I highly recommend the Jensen article referenced above. I read it when I was first starting to work on comparative genomics and evolution and it is a wonderfully clear and succinct explanation of the terms. Some of the articles referenced therein are also worth a read:
- Koonin EV: An apology for orthologs - or brave new memes. Genome Biol, 2001, 2:comment1005.1-1005.2.
- Petsko GA: Homologuephobia. Genome Biol 2001, 2:comment1002.1-1002.2.
- Fitch WM: Distinguishing homologous from analogous proteins. Syst Zool 1970, 19:99-113. (of historical interest, the terms were first used here)
- Fitch WM: Homology a personal view on some of the problems. Trends Genet 2000, 16:227-31.
@January, isn't it? I've been sending it to everyone who asks me the ortho vs para question for years. Thought I'd share it with y'all here :).
So given a pair of genes that have diverged by both speciation and duplication, they are orthologs or paralogs depending on which divergence event occurred first. Is that right?
Both orthologs and paralogs are types of homologs, that is, they denote genes that derive from the same ancestral sequence.
Orthologs are corresponding genes in different lineages and are a result of speciation, whereas paralogs result from a gene duplication. This often has important implications: while orthologs often fulfill the same role, paralogs tend to diverge in their function, so paralogy is a worse indicator of functional analogy than orthology.
This, however, is only the tip of the iceberg, since the situation can be much more complex (see, for example, the hidden paralogy problem).
There is a great article by Fitch on that subject.

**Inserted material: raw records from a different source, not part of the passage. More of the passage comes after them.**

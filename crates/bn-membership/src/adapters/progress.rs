//! Progress reporting adapters
//!
//! `EventBusProgressSink` publishes flow progress and committed changes on
//! the shared bus. `RecordingProgressSink` keeps them in memory.

use crate::domain::Command;
use crate::error::ActivationError;
use crate::ports::outbound::ProgressSink;
use async_trait::async_trait;
use parking_lot::RwLock;
use shared_bus::{BusEvent, EventPublisher, InMemoryEventBus};
use shared_types::{FlowId, Hash, Party, ProgressStep};
use std::sync::Arc;
use tracing::debug;

/// Event bus adapter for flow progress.
pub struct EventBusProgressSink {
    event_bus: Arc<InMemoryEventBus>,
}

impl EventBusProgressSink {
    pub fn new(event_bus: Arc<InMemoryEventBus>) -> Self {
        Self { event_bus }
    }
}

#[async_trait]
impl ProgressSink for EventBusProgressSink {
    async fn step(&self, flow_id: FlowId, step: ProgressStep) {
        self.event_bus
            .publish(BusEvent::FlowProgress { flow_id, step })
            .await;
    }

    async fn failed(&self, flow_id: FlowId, error: &ActivationError) {
        self.event_bus
            .publish(BusEvent::FlowFailed {
                flow_id,
                step: error.step(),
                reason: error.kind().to_string(),
            })
            .await;
    }

    async fn committed(&self, party: &Party, command: Command, tx_id: Hash) {
        let event = match command {
            Command::Activate => BusEvent::MembershipActivated {
                party: party.clone(),
                transaction_id: tx_id,
            },
            Command::Suspend => BusEvent::MembershipSuspended {
                party: party.clone(),
                transaction_id: tx_id,
            },
        };

        let receivers = self.event_bus.publish(event).await;
        if receivers == 0 {
            debug!("[bn-membership] No subscribers for membership change of {}", party);
        }
    }
}

/// A committed change as seen by [`RecordingProgressSink`].
#[derive(Clone, Debug, PartialEq, Eq)]
pub struct RecordedCommit {
    pub party: Party,
    pub command: Command,
    pub tx_id: Hash,
}

/// In-memory sink for tests and inspection.
#[derive(Default)]
pub struct RecordingProgressSink {
    steps: RwLock<Vec<(FlowId, ProgressStep)>>,
    failures: RwLock<Vec<(FlowId, ActivationError)>>,
    commits: RwLock<Vec<RecordedCommit>>,
}

impl RecordingProgressSink {
    pub fn new() -> Self {
        Self::default()
    }

    /// Steps reported for one flow run, in order.
    pub fn steps_for(&self, flow_id: FlowId) -> Vec<ProgressStep> {
        self.steps
            .read()
            .iter()
            .filter(|(id, _)| *id == flow_id)
            .map(|(_, step)| *step)
            .collect()
    }

    /// Distinct flow ids in order of first report.
    pub fn flow_ids(&self) -> Vec<FlowId> {
        let mut ids: Vec<FlowId> = Vec::new();
        for (id, _) in self.steps.read().iter() {
            if !ids.contains(id) {
                ids.push(*id);
            }
        }
        ids
    }

    pub fn failures(&self) -> Vec<(FlowId, ActivationError)> {
        self.failures.read().clone()
    }

    pub fn commits(&self) -> Vec<RecordedCommit> {
        self.commits.read().clone()
    }
}

#[async_trait]
impl ProgressSink for RecordingProgressSink {
    async fn step(&self, flow_id: FlowId, step: ProgressStep) {
        self.steps.write().push((flow_id, step));
    }

    async fn failed(&self, flow_id: FlowId, error: &ActivationError) {
        self.failures.write().push((flow_id, error.clone()));
    }

    async fn committed(&self, party: &Party, command: Command, tx_id: Hash) {
        self.commits.write().push(RecordedCommit {
            party: party.clone(),
            command,
            tx_id,
        });
    }
}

First, the definition: two genes are homologs if they derive from a common ancestor. Generally speaking, if two nucleotide sequences have at least 30% (or greater than 10% amino acid sequence) identity, they are likely to be from a common ancestry, however, they may not be homologous. Note the reverse does not apply: two genes can also be homologs if there is no similarity; this happens every time the drift was long enough (many genes are no longer similar---beyond random identity---after 1 billion years; only highly conserved genes keep some similarity).
In addition to the other answers another diagram and further terms:
(after W. M. Fitch, Trends in Genetics, 16, 5, May 2000, p.228)
- B1 and C1 are (1:1) orthologs
- B1, C2 and C3 are (1:n) orthologs
- A1 and AB1 are xenologs (horiz. gene transfer)
I think (1:n) ortholog is a synonym for outparalog.
Klaus D. Grasser: Annual Plant Reviews, Regulation of Transcription in Plants (Volume 29). Wiley-Blackwell, ISBN 1-4051-4528-5, p. 37.
I am sorry but this is simply not true. >=30% nt and >=10% aa are not sufficient to demonstrate homology. For example, 2 long proteins can share a domain. They can easily have >10% aa identity and not be homologous at all. In any case, >=30% nt does not mean there is "no other possible explanation" but homology, you are forgetting convergent evolution. For a well known example, AFGP proteins from _D. mawsoni_ and _B. saida_ show 69% sequence identity but are not homologous.
I'm aware of convergent evolution, as well as repeating sequence parts. There is also the conservation of domains with respect to non-functional parts. That's why I wrote "in general".
Given the quality of your many other answers, I imagine you must be aware of it :). I am just saying that there is no magic sequence similarity threshold that signifies homology. I was reacting to this phrase: "there can be no other explanation than common ancestry for this fact".
I modified your answer to be less forceful in its statement that terdon took issue with. If you don't agree with it, you can reject the change.